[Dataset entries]
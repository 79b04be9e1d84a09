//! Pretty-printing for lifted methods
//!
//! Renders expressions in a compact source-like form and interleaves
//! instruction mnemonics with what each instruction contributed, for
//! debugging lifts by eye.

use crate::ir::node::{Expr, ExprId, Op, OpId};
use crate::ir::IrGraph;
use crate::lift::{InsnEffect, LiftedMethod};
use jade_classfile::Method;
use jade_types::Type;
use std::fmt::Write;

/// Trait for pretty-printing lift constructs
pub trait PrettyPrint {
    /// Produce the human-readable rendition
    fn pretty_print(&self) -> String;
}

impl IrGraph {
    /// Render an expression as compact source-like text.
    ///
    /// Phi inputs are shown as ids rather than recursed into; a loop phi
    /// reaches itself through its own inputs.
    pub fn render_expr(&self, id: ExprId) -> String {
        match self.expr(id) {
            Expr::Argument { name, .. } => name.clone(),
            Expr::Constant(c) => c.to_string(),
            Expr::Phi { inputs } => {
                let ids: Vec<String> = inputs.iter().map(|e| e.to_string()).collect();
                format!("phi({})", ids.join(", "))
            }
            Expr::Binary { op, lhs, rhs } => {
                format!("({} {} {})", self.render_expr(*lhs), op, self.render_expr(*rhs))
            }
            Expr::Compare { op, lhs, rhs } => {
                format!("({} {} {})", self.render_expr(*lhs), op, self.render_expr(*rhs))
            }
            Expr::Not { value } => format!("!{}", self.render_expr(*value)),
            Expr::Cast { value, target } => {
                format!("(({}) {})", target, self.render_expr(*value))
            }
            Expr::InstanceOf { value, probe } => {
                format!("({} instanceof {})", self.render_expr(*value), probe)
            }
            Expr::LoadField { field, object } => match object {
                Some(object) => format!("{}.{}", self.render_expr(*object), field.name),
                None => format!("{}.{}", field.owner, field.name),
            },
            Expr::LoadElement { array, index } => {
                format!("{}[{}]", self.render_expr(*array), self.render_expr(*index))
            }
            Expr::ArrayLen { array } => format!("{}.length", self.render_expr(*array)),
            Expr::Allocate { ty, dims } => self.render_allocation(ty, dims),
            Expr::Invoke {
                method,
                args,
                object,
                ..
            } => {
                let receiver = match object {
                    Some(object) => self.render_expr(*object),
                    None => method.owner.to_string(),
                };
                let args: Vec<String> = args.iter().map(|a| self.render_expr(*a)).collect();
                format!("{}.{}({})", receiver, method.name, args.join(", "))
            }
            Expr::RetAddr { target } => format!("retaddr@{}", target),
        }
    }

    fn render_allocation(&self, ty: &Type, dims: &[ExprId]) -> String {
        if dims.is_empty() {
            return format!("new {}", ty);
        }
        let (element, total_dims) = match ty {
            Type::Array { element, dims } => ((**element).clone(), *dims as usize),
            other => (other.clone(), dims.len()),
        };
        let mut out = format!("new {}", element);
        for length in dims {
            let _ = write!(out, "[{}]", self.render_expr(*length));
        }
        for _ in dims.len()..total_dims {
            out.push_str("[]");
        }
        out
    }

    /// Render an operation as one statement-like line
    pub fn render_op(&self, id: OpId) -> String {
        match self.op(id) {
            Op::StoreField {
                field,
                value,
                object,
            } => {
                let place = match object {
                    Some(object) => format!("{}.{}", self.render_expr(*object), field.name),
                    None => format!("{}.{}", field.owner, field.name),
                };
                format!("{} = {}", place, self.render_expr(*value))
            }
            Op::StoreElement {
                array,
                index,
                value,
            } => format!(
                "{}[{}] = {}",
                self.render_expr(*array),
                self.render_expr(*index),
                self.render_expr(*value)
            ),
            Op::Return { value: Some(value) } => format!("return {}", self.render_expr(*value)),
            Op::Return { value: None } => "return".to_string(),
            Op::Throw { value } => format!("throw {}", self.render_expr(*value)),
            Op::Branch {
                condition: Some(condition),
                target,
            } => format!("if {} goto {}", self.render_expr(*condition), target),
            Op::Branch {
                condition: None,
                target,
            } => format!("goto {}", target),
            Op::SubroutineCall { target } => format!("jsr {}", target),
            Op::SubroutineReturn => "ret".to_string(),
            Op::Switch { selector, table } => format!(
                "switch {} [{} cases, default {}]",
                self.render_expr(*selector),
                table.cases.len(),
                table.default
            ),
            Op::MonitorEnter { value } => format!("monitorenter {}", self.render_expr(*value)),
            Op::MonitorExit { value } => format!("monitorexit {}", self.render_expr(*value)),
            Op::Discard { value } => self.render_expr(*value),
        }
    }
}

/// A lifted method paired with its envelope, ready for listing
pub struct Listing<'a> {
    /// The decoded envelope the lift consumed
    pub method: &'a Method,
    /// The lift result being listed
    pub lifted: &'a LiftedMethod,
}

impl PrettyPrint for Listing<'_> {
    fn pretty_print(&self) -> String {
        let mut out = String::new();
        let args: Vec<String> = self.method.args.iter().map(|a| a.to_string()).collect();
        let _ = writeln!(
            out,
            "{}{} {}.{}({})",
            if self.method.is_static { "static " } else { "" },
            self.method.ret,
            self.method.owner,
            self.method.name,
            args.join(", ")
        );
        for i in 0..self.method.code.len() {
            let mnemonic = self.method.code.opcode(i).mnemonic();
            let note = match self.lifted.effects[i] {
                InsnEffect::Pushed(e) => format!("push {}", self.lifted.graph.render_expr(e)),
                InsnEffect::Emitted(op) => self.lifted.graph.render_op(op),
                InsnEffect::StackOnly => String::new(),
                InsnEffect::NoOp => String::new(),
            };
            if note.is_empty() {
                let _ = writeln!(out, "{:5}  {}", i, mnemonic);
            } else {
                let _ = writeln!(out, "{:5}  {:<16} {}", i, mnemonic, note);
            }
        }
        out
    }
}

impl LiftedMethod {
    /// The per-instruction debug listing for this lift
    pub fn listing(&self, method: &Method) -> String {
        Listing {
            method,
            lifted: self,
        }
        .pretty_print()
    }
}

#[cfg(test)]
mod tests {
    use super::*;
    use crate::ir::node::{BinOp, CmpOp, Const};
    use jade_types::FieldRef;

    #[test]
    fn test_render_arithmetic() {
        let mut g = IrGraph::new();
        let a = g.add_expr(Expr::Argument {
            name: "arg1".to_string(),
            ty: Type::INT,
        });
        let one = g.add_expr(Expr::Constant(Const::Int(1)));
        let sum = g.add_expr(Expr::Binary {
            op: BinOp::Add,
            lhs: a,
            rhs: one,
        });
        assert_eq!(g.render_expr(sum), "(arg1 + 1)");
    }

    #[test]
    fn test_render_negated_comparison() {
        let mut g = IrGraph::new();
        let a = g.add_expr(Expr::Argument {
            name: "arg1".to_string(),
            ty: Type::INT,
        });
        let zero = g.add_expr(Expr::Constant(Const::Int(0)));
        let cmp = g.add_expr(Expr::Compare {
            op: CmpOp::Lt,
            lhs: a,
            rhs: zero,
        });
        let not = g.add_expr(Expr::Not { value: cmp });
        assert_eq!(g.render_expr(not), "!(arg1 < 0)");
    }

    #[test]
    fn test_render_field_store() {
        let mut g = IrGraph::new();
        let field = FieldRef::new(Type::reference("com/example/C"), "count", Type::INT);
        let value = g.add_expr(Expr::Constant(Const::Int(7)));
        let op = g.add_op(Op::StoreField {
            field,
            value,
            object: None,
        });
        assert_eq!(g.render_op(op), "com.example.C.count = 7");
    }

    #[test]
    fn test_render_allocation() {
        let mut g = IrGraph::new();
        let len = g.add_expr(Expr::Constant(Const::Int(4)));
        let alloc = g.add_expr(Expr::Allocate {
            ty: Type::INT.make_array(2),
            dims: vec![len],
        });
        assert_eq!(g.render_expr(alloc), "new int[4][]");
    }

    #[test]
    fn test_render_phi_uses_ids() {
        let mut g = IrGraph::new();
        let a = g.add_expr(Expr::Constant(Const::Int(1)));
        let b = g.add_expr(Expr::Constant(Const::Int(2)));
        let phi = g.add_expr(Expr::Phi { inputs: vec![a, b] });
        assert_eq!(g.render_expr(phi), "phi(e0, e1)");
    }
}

▶ What is being asked: Lines of the data above that include the string "iter" must each be copied.

▶ Solution to this problem:
                let ids: Vec<String> = inputs.iter().map(|e| e.to_string()).collect();
                let args: Vec<String> = args.iter().map(|a| self.render_expr(*a)).collect();
        let args: Vec<String> = self.method.args.iter().map(|a| a.to_string()).collect();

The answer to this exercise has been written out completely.